Problem description - Filter the records below for the word "Tier". Copy each line that holds it.

◇ ◇ ◇ ◇

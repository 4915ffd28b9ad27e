use std::sync::Arc;

use jiff::Timestamp;

use super::*;
use crate::{
    display::UpdateResult,
    error::PlanwrightError,
    ids::SequentialIds,
    models::{
        CheckpointField, CriteriaField, DurationUnit, EnabledFilter, Market, NumericInput,
        PackageDetails, PlanDuration,
    },
    params::{Id, ListPlans},
    reducer::{Action, DetailsPatch, PackageDetailsPatch},
    store::MemoryStore,
    wizard::{Transition, Wizard},
};

fn stored(id: &str, name: &str, enabled: bool) -> PackagePlan {
    PackagePlan {
        id: id.to_string(),
        name: name.to_string(),
        description: "Stored plan used by console tests".to_string(),
        status: PlanStatus::Published,
        enabled,
        package_details: PackageDetails {
            target_market: [Market::Enterprise].into_iter().collect(),
            price: NumericInput::from("250"),
            duration: PlanDuration::new(12, DurationUnit::Month),
            benefits: "Dedicated account manager".to_string(),
            selling_points: "White-glove onboarding".to_string(),
            ..Default::default()
        },
        checkpoints: Vec::new(),
        scoring_prompt: None,
        created_at: Timestamp::UNIX_EPOCH,
        updated_at: Timestamp::UNIX_EPOCH,
    }
}

fn console_with(plans: Vec<PackagePlan>) -> Console {
    ConsoleBuilder::new()
        .with_seed_plans(plans)
        .with_plan_ids(Arc::new(SequentialIds::new("plan")))
        .with_checkpoint_ids(Arc::new(SequentialIds::new("cp")))
        .build()
        .unwrap()
}

fn fill(wizard: &mut Wizard, price: &str) {
    wizard
        .dispatch(Action::UpdateDetails(DetailsPatch {
            name: Some("Starter Trial".to_string()),
            description: Some("Thirty days of the AI job folder at no cost.".to_string()),
        }))
        .unwrap();
    wizard
        .dispatch(Action::UpdatePackageDetails(PackageDetailsPatch {
            target_market: Some([Market::Sme].into_iter().collect()),
            price: Some(NumericInput::from(price)),
            duration_magnitude: Some(NumericInput::from(30u32)),
            duration_unit: Some(DurationUnit::Day),
            benefits: Some("Automated candidate sorting\nSkill matching".to_string()),
            selling_points: Some("Save hours on every hire".to_string()),
            ..Default::default()
        }))
        .unwrap();
}

fn fill_checkpoints(wizard: &mut Wizard) {
    let ids: Vec<String> = wizard.state().checkpoints.iter().map(|cp| cp.id.clone()).collect();
    for id in ids {
        wizard
            .dispatch(Action::UpdateCheckpoint {
                id: id.clone(),
                field: CheckpointField::Category,
                value: "Product knowledge".to_string(),
            })
            .unwrap();
        for field in CriteriaField::ALL {
            wizard
                .dispatch(Action::UpdateCriteria {
                    id: id.clone(),
                    field,
                    value: format!("{} handling of product questions", field.label()),
                })
                .unwrap();
        }
    }
}

/// Drive a wizard to Review with valid data.
fn to_review(wizard: &mut Wizard, price: &str) {
    fill(wizard, price);
    assert!(matches!(wizard.next().unwrap(), Transition::Moved { .. }));
    fill_checkpoints(wizard);
    assert!(matches!(wizard.next().unwrap(), Transition::Moved { .. }));
    assert!(matches!(wizard.next().unwrap(), Transition::Moved { .. }));
}

#[tokio::test]
async fn test_list_applies_filter_and_search() {
    let console = console_with(vec![
        stored("a", "Free Trial", false),
        stored("b", "Gold Tier", true),
        stored("c", "Trial Extension", true),
    ]);

    let all = console.list_plans(&ListPlans::default()).await.unwrap();
    assert_eq!(all.len(), 3);

    let enabled_trials = console
        .list_plans(&ListPlans {
            status: EnabledFilter::Enabled,
            search: Some("TRIAL".to_string()),
        })
        .await
        .unwrap();
    let ids: Vec<&str> = enabled_trials.iter().map(|s| s.id.as_str()).collect();
    assert_eq!(ids, vec!["c"]);

    let disabled = console
        .list_plans(&ListPlans {
            status: EnabledFilter::Disabled,
            search: None,
        })
        .await
        .unwrap();
    assert_eq!(disabled[0].name, "Free Trial");
}

#[tokio::test]
async fn test_toggle_returns_updated_plan() {
    let console = console_with(vec![stored("a", "Free Trial", false)]);

    let toggled = console.toggle_plan(&Id::new("a")).await.unwrap();
    assert!(toggled.enabled);
    assert_eq!(toggled.status, PlanStatus::Published);
    assert_eq!(toggled.updated_at, Timestamp::UNIX_EPOCH);

    let err = console.toggle_plan(&Id::new("nope")).await.unwrap_err();
    assert!(matches!(err, PlanwrightError::PlanNotFound { .. }));
}

#[tokio::test]
async fn test_save_new_plan_uses_creation_defaults() {
    let console = console_with(Vec::new());
    let mut wizard = console.start_create();
    to_review(&mut wizard, "49.90");

    let SaveOutcome::Created(plan) = console.save(&mut wizard).await.unwrap() else {
        panic!("expected a created plan");
    };
    assert_eq!(plan.id, "plan-1");
    assert_eq!(plan.status, PlanStatus::Draft);
    assert!(!plan.enabled);
    assert_eq!(plan.package_details.price.as_text(), Some("49.9"));
    assert_eq!(plan.checkpoints.len(), 1);
    assert!(wizard.is_closed());

    let listed = console.list_plans(&ListPlans::default()).await.unwrap();
    assert_eq!(listed.len(), 1);
}

#[tokio::test]
async fn test_creation_defaults_are_configurable() {
    let console = ConsoleBuilder::new()
        .with_creation_defaults(PlanStatus::Published, true)
        .build()
        .unwrap();
    let mut wizard = console.start_create();
    to_review(&mut wizard, "0");

    let SaveOutcome::Created(plan) = console.save(&mut wizard).await.unwrap() else {
        panic!("expected a created plan");
    };
    assert_eq!(plan.status, PlanStatus::Published);
    assert!(plan.enabled);
    assert_eq!(plan.id.len(), 36, "uuid by default");
}

#[tokio::test]
async fn test_save_edit_replaces_in_place() {
    let console = console_with(vec![stored("a", "Gold Tier", true), stored("b", "Other", false)]);
    let mut wizard = console.start_edit(&Id::new("a")).await.unwrap();
    assert_eq!(wizard.state().name, "Gold Tier");

    wizard
        .dispatch(Action::UpdateDetails(DetailsPatch::name("Gold Tier Plus")))
        .unwrap();
    wizard.next().unwrap();
    fill_checkpoints(&mut wizard);
    wizard.next().unwrap();
    wizard.next().unwrap();

    let SaveOutcome::Updated { before, after: plan } = console.save(&mut wizard).await.unwrap()
    else {
        panic!("expected an updated plan");
    };
    assert_eq!(before.name, "Gold Tier");
    assert_eq!(plan.id, "a");
    assert_eq!(plan.name, "Gold Tier Plus");
    assert_eq!(plan.status, PlanStatus::Published);
    assert!(plan.enabled);
    assert_eq!(plan.created_at, Timestamp::UNIX_EPOCH);
    assert!(plan.updated_at > Timestamp::UNIX_EPOCH);

    let report = UpdateResult::between(&before, plan).to_string();
    assert!(report.contains("- Renamed to \"Gold Tier Plus\""));
    assert!(report.contains("- Checkpoints: 1"));
    assert!(!report.contains("- Disabled"));

    let listed = console.list_plans(&ListPlans::default()).await.unwrap();
    let names: Vec<&str> = listed.iter().map(|s| s.name.as_str()).collect();
    assert_eq!(names, vec!["Gold Tier Plus", "Other"]);
}

#[tokio::test]
async fn test_save_stores_canonical_numbers() {
    let console = console_with(Vec::new());
    let mut wizard = console.start_create();
    fill(&mut wizard, "49.90");
    wizard
        .dispatch(Action::UpdatePackageDetails(PackageDetailsPatch {
            duration_magnitude: Some(NumericInput::from("1.0")),
            duration_unit: Some(DurationUnit::Month),
            ..Default::default()
        }))
        .unwrap();
    wizard.next().unwrap();
    fill_checkpoints(&mut wizard);
    wizard.next().unwrap();
    wizard.next().unwrap();
    assert!(wizard.compiled_prompt().unwrap().contains("49.90 MYR for 1 month"));

    let SaveOutcome::Created(plan) = console.save(&mut wizard).await.unwrap() else {
        panic!("expected a created plan");
    };
    let details = &plan.package_details;
    assert_eq!(details.price.as_text(), Some("49.9"));
    assert_eq!(details.duration.magnitude.as_text(), Some("1"));
    assert_eq!(details.duration.to_string(), "1 month");
}

#[tokio::test]
async fn test_save_blocked_keeps_wizard_open() {
    let console = console_with(Vec::new());
    let mut wizard = console.start_create();
    fill(&mut wizard, "10");
    wizard.next().unwrap();
    fill_checkpoints(&mut wizard);
    wizard.next().unwrap();
    // Refinement has no gate; the broken price is only caught on save.
    wizard
        .dispatch(Action::UpdatePackageDetails(PackageDetailsPatch {
            price: Some(NumericInput::from("-1")),
            ..Default::default()
        }))
        .unwrap();
    wizard.next().unwrap();
    assert_eq!(wizard.step(), WizardStep::Review);

    let outcome = console.save(&mut wizard).await.unwrap();
    let SaveOutcome::Blocked { step, errors } = outcome else {
        panic!("expected save to be blocked");
    };
    assert_eq!(step, WizardStep::Details);
    assert!(errors.package_details.unwrap().price.is_some());
    assert!(!wizard.is_closed());
    assert!(console.list_plans(&ListPlans::default()).await.unwrap().is_empty());
}

#[tokio::test]
async fn test_start_edit_unknown_plan() {
    let console = console_with(Vec::new());
    let err = console.start_edit(&Id::new("ghost")).await.err().unwrap();
    assert!(matches!(err, PlanwrightError::PlanNotFound { .. }));
}

#[tokio::test]
async fn test_explicit_store_wins_over_seed() {
    let store = Arc::new(MemoryStore::with_plans([stored("x", "Explicit", true)]).unwrap());
    let console = ConsoleBuilder::new()
        .with_store(store)
        .with_seed_plans([stored("y", "Seeded", true)])
        .build()
        .unwrap();

    let plans = console.list_plans(&ListPlans::default()).await.unwrap();
    assert_eq!(plans.len(), 1);
    assert_eq!(plans[0].id, "x");
    assert_eq!(console.assistant().name(), "disabled");
}
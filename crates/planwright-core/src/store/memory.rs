//! Process-local plan store.

use async_trait::async_trait;
use jiff::Timestamp;
use log::{debug, info};
use tokio::sync::RwLock;

use super::PlanStore;
use crate::{
    error::{PlanwrightError, Result},
    models::{duplicate_ids, PackagePlan},
};

/// In-memory [`PlanStore`]. Contents live as long as the value does.
#[derive(Debug, Default)]
pub struct MemoryStore {
    plans: RwLock<Vec<PackagePlan>>,
}

impl MemoryStore {
    pub fn new() -> Self {
        Self::default()
    }

    /// Start with the given plans. Later duplicates of an ID are dropped.
    ///
    /// # Errors
    ///
    /// Returns `PlanwrightError::InvalidInput` if a plan repeats a
    /// checkpoint ID.
    pub fn with_plans(plans: impl IntoIterator<Item = PackagePlan>) -> Result<Self> {
        let mut seeded: Vec<PackagePlan> = Vec::new();
        for plan in plans {
            if seeded.iter().any(|p| p.id == plan.id) {
                debug!("Skipping duplicate seed plan {}", plan.id);
                continue;
            }
            check_checkpoint_ids(&plan)?;
            seeded.push(plan);
        }
        Ok(Self {
            plans: RwLock::new(seeded),
        })
    }

    fn not_found(id: &str) -> PlanwrightError {
        PlanwrightError::PlanNotFound { id: id.to_string() }
    }
}

fn check_checkpoint_ids(plan: &PackagePlan) -> Result<()> {
    let duplicates = duplicate_ids(&plan.checkpoints);
    if duplicates.is_empty() {
        return Ok(());
    }
    Err(PlanwrightError::invalid_input("checkpoints").with_reason(format!(
        "plan {} repeats checkpoint ID(s) {}",
        plan.id,
        duplicates.join(", ")
    )))
}

#[async_trait]
impl PlanStore for MemoryStore {
    async fn list(&self) -> Result<Vec<PackagePlan>> {
        Ok(self.plans.read().await.clone())
    }

    async fn get(&self, id: &str) -> Result<PackagePlan> {
        self.plans
            .read()
            .await
            .iter()
            .find(|p| p.id == id)
            .cloned()
            .ok_or_else(|| Self::not_found(id))
    }

    async fn create(&self, plan: PackagePlan) -> Result<PackagePlan> {
        check_checkpoint_ids(&plan)?;
        let mut plans = self.plans.write().await;
        if plans.iter().any(|p| p.id == plan.id) {
            return Err(PlanwrightError::DuplicatePlan { id: plan.id });
        }
        info!("Created plan {} ({})", plan.id, plan.name);
        plans.push(plan.clone());
        Ok(plan)
    }

    async fn update(&self, id: &str, mut plan: PackagePlan) -> Result<PackagePlan> {
        if plan.id != id {
            return Err(PlanwrightError::invalid_input("id")
                .with_reason(format!("plan ID {} does not match {id}", plan.id)));
        }
        check_checkpoint_ids(&plan)?;

        let mut plans = self.plans.write().await;
        let slot = plans
            .iter_mut()
            .find(|p| p.id == id)
            .ok_or_else(|| Self::not_found(id))?;

        plan.created_at = slot.created_at;
        plan.updated_at = Timestamp::now();
        *slot = plan.clone();
        info!("Updated plan {id}");
        Ok(plan)
    }

    async fn toggle_enabled(&self, id: &str) -> Result<bool> {
        let mut plans = self.plans.write().await;
        let plan = plans
            .iter_mut()
            .find(|p| p.id == id)
            .ok_or_else(|| Self::not_found(id))?;

        plan.enabled = !plan.enabled;
        info!("Plan {id} enabled={}", plan.enabled);
        Ok(plan.enabled)
    }
}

◇ ◇ ◇ ◇

Answer box -
        stored("b", "Gold Tier", true),
    let console = console_with(vec![stored("a", "Gold Tier", true), stored("b", "Other", false)]);
    assert_eq!(wizard.state().name, "Gold Tier");
        .dispatch(Action::UpdateDetails(DetailsPatch::name("Gold Tier Plus")))
    assert_eq!(before.name, "Gold Tier");
    assert_eq!(plan.name, "Gold Tier Plus");
    assert!(report.contains("- Renamed to \"Gold Tier Plus\""));
    assert_eq!(names, vec!["Gold Tier Plus", "Other"]);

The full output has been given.